→ **Your instructions**:
Reproduce the tail of the data exactly. It starts at the line containing "let write = post_write(&state, input, Some(id)).await?;" and runs to the last line.
┌─ Input material
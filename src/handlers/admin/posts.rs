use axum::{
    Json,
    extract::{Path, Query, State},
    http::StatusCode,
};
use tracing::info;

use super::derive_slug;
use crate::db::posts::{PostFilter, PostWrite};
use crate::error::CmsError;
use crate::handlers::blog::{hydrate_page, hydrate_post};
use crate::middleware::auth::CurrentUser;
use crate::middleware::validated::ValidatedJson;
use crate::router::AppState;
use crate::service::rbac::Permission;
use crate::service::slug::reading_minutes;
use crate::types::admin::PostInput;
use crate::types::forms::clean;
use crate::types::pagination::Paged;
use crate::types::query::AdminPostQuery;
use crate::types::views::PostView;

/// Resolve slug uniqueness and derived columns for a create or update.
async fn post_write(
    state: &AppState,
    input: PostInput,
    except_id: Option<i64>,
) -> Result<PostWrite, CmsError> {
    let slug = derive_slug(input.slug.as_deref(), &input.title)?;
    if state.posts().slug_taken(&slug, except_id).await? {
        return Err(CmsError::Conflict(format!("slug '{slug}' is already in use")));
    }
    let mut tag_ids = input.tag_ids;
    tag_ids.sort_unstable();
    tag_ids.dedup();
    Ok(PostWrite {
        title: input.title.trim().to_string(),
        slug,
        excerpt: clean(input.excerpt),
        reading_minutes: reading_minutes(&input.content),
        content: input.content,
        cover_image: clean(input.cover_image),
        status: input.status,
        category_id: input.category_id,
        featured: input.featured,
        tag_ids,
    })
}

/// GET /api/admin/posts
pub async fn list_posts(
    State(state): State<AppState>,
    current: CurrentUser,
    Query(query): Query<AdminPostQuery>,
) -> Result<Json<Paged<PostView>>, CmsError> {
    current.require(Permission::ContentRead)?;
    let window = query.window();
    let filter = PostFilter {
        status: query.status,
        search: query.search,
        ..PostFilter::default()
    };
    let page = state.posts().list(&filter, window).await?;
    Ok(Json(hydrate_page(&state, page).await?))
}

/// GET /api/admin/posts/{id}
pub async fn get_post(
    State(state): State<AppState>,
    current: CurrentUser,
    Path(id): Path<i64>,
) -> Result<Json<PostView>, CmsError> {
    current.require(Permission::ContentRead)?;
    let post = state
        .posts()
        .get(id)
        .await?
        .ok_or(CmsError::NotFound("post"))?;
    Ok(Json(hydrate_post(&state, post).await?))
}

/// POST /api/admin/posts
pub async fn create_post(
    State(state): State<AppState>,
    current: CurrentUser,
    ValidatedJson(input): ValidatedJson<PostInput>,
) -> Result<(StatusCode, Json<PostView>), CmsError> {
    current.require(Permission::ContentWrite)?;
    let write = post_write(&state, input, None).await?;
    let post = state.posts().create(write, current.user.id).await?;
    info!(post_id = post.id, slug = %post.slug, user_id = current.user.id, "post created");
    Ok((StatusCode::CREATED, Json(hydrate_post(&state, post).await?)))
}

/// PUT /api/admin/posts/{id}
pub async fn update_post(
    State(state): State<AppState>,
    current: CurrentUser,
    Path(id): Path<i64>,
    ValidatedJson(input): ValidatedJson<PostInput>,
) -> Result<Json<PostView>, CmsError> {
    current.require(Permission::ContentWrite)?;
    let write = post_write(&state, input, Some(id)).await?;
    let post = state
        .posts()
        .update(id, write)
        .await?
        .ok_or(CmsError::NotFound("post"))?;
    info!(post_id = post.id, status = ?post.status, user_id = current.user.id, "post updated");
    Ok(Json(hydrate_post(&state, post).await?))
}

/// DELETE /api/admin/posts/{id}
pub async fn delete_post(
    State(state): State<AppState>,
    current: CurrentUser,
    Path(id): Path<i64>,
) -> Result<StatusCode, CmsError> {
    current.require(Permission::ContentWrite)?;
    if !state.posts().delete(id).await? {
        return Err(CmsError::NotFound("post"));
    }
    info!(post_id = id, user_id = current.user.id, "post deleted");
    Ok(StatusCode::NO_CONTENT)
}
└─
→ **Expected answer**:
    let write = post_write(&state, input, Some(id)).await?;
    let post = state
        .posts()
        .update(id, write)
        .await?
        .ok_or(CmsError::NotFound("post"))?;
    info!(post_id = post.id, status = ?post.status, user_id = current.user.id, "post updated");
    Ok(Json(hydrate_post(&state, post).await?))
}

/// DELETE /api/admin/posts/{id}
pub async fn delete_post(
    State(state): State<AppState>,
    current: CurrentUser,
    Path(id): Path<i64>,
) -> Result<StatusCode, CmsError> {
    current.require(Permission::ContentWrite)?;
    if !state.posts().delete(id).await? {
        return Err(CmsError::NotFound("post"));
    }
    info!(post_id = id, user_id = current.user.id, "post deleted");
    Ok(StatusCode::NO_CONTENT)
}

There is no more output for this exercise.